:: AIM OF THE EXERCISE ::
The expected answer comprises all lines from the entries that contain the string "written".

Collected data
▬▬▬▬▬▬▬▬▬▬
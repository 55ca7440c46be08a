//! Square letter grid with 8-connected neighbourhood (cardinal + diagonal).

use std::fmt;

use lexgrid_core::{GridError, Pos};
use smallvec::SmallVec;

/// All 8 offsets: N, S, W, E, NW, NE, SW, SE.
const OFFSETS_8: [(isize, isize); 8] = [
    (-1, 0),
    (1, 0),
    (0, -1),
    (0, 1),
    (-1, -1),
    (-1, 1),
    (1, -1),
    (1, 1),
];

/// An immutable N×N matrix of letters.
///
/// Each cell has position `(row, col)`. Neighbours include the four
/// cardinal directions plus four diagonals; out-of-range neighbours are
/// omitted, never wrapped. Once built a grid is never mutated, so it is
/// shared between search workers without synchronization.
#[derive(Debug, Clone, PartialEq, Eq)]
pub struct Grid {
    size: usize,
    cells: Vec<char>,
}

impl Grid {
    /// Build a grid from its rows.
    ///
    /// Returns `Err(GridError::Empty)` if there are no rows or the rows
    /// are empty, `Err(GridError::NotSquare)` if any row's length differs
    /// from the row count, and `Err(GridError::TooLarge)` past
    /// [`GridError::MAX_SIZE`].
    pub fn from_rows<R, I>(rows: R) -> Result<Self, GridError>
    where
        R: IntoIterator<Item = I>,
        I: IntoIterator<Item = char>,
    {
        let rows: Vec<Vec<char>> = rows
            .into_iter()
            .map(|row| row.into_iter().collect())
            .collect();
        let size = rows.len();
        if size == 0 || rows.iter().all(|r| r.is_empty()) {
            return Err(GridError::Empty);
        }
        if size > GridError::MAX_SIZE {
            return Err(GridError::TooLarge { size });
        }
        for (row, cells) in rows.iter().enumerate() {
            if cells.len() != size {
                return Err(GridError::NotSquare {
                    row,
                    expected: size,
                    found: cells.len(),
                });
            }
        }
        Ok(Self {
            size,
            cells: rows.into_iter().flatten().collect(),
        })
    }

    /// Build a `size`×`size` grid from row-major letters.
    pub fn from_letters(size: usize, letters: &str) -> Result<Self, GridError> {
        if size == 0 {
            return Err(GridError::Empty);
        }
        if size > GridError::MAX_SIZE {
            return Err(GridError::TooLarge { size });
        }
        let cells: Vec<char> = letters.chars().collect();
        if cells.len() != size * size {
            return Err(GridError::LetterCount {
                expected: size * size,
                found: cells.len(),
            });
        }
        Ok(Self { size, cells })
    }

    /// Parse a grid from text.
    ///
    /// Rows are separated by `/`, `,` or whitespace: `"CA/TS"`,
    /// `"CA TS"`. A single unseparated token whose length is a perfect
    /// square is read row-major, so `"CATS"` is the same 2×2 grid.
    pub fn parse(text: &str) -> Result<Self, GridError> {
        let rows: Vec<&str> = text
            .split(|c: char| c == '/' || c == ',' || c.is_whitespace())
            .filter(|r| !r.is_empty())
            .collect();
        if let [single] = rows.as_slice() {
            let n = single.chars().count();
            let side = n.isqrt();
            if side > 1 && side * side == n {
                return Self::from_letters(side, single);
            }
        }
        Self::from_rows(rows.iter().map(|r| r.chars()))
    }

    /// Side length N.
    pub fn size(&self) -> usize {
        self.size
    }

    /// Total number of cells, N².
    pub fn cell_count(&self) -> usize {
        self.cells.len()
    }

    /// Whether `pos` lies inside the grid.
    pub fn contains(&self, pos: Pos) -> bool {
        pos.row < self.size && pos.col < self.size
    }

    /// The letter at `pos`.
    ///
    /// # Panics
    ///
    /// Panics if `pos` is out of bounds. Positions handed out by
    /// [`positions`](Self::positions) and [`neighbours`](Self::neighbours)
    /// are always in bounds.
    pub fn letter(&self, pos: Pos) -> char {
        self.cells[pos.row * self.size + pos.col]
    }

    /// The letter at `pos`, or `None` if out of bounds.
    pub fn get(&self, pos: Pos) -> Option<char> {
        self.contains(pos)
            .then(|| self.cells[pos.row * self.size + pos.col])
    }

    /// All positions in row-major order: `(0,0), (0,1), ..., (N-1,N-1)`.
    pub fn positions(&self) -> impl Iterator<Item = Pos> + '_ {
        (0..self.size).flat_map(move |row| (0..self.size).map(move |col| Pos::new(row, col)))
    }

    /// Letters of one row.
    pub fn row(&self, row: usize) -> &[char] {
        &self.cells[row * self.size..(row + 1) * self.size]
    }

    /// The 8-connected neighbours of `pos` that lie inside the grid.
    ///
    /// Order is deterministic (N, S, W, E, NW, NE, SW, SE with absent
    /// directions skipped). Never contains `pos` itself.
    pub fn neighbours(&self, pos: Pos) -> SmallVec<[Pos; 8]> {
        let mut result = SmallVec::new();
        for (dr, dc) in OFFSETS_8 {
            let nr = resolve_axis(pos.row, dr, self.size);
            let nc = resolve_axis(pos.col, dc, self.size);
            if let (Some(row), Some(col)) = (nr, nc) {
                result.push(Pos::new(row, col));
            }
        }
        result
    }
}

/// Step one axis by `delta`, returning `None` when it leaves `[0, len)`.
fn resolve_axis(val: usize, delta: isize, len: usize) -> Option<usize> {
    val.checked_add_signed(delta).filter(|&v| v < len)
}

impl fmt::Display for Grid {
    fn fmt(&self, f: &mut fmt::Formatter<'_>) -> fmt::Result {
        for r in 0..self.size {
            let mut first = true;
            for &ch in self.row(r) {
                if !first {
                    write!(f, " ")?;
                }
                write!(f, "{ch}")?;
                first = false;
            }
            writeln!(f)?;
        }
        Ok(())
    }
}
▬▬▬▬▬▬▬▬▬▬
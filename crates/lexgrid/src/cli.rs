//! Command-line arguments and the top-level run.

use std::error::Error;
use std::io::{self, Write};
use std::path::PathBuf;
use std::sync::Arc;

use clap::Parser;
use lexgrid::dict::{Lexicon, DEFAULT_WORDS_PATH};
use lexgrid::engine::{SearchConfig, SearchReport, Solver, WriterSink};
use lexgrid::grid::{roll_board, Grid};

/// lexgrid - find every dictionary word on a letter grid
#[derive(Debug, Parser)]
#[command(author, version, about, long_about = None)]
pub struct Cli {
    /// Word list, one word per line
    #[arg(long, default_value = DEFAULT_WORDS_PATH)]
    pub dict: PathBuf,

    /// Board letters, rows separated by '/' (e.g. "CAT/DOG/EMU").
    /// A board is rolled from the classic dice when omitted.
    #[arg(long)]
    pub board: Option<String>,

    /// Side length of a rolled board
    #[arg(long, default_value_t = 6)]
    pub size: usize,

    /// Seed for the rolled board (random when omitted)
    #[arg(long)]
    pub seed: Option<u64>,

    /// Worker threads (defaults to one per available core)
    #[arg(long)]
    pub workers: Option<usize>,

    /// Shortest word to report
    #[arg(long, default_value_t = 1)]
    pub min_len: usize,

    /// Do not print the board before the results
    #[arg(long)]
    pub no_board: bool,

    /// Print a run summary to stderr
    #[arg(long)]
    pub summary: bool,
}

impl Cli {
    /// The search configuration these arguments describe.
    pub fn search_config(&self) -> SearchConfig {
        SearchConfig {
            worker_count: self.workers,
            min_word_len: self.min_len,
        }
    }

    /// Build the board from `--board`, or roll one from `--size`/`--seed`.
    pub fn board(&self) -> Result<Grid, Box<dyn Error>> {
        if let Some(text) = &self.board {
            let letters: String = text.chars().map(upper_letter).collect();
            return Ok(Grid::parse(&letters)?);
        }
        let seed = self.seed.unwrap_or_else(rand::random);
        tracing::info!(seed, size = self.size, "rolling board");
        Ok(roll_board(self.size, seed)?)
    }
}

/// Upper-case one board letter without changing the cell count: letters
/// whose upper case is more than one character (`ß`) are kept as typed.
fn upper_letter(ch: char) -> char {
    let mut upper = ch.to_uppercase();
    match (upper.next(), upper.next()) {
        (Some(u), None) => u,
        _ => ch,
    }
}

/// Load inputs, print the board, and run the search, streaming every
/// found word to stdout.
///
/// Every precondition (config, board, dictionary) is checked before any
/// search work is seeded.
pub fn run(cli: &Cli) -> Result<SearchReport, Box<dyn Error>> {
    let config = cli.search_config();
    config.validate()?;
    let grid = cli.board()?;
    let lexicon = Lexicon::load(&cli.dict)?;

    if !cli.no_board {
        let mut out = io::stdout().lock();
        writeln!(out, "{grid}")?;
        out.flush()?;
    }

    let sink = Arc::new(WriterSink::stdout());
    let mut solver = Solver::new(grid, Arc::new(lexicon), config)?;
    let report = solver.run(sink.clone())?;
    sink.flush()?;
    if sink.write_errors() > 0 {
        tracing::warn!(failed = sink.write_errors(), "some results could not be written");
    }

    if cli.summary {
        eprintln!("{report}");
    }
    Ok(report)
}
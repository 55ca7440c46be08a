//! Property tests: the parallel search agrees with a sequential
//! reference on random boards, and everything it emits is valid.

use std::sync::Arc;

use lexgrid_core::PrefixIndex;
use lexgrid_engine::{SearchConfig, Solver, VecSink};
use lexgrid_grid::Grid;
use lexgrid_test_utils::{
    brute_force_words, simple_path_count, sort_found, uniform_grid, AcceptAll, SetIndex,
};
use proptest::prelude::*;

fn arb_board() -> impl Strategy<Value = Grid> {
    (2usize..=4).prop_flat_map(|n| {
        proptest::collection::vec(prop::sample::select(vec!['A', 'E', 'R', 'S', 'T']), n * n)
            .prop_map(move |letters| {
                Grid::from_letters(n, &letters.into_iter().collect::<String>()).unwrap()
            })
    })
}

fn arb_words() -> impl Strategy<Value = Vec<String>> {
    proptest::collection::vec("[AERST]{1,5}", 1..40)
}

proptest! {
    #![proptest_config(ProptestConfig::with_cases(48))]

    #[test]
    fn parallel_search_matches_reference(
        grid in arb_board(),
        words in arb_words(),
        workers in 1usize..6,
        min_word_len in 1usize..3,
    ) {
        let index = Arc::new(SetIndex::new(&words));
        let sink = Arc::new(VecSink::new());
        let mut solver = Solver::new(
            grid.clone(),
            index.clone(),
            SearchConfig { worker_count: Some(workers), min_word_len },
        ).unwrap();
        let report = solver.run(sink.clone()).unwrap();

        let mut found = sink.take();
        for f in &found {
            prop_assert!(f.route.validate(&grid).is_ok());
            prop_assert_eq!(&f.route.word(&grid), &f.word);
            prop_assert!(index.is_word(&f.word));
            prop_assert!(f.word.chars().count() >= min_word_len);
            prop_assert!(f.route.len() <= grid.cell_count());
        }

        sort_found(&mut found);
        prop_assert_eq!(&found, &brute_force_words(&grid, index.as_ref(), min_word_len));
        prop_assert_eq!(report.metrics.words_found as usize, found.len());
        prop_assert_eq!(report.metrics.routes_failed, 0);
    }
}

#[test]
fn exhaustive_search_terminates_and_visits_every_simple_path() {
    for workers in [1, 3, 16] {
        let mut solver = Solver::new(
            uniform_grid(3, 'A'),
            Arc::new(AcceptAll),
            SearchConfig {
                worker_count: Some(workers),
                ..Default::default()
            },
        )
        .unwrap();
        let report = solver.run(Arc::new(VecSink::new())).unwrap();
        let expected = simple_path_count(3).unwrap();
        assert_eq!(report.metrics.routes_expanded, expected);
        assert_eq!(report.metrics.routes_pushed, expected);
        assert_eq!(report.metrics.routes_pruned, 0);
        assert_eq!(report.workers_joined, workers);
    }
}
▬▬▬▬▬▬▬▬▬▬
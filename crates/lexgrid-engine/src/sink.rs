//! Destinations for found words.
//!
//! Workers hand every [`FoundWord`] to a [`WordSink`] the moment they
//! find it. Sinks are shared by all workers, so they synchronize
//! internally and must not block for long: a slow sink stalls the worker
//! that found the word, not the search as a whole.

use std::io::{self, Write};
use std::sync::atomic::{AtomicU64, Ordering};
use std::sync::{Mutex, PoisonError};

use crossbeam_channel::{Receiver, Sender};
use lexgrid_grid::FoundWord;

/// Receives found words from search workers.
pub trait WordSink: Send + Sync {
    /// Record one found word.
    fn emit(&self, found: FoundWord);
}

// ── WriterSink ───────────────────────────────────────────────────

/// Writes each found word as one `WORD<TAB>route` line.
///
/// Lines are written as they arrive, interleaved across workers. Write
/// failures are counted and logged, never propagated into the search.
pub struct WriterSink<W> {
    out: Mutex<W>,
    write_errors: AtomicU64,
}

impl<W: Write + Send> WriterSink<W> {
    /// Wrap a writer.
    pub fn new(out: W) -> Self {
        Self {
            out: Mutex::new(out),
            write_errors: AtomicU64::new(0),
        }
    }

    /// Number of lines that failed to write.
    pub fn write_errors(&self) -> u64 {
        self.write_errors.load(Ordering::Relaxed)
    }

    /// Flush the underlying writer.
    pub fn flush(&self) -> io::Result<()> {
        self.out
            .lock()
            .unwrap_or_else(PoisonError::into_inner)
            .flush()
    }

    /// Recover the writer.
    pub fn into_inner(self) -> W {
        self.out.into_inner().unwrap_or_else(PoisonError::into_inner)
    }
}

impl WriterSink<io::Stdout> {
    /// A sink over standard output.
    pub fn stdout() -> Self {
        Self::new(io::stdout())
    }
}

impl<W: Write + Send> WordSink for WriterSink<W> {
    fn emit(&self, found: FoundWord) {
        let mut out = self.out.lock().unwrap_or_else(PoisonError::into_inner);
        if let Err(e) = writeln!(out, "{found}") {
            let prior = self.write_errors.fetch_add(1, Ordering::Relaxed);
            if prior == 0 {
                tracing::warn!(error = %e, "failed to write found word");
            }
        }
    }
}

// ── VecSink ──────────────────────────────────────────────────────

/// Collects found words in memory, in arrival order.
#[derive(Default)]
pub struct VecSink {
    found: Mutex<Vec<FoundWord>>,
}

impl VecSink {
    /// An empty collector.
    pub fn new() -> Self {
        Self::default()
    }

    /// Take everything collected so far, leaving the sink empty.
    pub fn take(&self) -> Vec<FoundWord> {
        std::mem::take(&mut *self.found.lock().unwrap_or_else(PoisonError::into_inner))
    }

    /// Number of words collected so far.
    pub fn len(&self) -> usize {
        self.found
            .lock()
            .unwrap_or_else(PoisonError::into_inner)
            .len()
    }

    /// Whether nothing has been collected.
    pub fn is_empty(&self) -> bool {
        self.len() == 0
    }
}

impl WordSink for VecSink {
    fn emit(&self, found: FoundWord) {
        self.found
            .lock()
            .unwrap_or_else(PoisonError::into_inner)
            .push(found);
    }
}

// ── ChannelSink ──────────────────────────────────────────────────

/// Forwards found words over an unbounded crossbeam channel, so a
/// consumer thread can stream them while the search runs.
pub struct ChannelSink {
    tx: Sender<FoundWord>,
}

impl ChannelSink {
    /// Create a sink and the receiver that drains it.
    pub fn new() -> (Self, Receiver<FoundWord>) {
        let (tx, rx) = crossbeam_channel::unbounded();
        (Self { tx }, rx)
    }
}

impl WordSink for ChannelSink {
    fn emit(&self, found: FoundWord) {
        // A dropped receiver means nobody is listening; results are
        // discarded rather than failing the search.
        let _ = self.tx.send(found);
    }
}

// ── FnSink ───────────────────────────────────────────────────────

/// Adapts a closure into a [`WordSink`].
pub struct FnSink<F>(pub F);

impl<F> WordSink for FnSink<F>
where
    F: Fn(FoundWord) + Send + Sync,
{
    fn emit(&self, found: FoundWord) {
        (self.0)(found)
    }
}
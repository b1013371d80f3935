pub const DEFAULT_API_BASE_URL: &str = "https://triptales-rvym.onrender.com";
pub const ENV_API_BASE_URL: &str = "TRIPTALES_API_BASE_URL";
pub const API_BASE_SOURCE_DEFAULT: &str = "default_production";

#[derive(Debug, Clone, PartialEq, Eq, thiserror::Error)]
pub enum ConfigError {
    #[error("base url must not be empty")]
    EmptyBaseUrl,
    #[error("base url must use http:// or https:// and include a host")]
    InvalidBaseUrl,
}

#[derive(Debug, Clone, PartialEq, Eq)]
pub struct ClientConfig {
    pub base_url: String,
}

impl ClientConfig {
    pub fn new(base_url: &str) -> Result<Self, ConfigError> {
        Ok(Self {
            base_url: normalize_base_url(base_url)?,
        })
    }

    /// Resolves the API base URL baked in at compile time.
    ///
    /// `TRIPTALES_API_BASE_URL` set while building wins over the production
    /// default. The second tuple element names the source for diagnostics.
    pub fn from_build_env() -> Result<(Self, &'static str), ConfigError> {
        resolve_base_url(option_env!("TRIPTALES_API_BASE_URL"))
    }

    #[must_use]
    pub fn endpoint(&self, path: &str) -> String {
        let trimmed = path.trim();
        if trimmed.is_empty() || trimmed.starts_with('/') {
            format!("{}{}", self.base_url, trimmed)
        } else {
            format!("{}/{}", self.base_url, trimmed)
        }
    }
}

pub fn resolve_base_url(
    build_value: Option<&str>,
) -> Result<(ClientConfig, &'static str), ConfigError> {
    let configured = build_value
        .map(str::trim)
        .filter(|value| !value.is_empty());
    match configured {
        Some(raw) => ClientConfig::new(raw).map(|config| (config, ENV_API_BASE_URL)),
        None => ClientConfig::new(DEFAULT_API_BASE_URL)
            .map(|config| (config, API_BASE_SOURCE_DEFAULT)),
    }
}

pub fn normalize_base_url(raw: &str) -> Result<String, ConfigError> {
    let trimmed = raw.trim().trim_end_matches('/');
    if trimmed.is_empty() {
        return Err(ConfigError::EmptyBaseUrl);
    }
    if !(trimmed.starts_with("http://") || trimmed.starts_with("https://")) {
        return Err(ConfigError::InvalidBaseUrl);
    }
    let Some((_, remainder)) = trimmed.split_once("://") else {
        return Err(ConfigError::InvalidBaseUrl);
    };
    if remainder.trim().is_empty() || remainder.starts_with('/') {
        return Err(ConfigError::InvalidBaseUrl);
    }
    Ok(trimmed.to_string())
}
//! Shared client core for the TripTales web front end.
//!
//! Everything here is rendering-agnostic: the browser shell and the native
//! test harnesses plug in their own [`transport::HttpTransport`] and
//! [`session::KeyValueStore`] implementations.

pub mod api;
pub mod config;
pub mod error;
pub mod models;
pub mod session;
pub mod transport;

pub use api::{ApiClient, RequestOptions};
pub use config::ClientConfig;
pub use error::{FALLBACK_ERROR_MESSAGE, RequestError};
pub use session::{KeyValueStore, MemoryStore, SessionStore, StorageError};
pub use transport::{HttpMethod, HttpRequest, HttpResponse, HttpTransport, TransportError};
▬▬▬▬▬▬▬▬▬▬
:: EXERCISE OUTPUT ::
        tracing::warn!(failed = sink.write_errors(), "some results could not be written");
/// Lines are written as they arrive, interleaved across workers. Write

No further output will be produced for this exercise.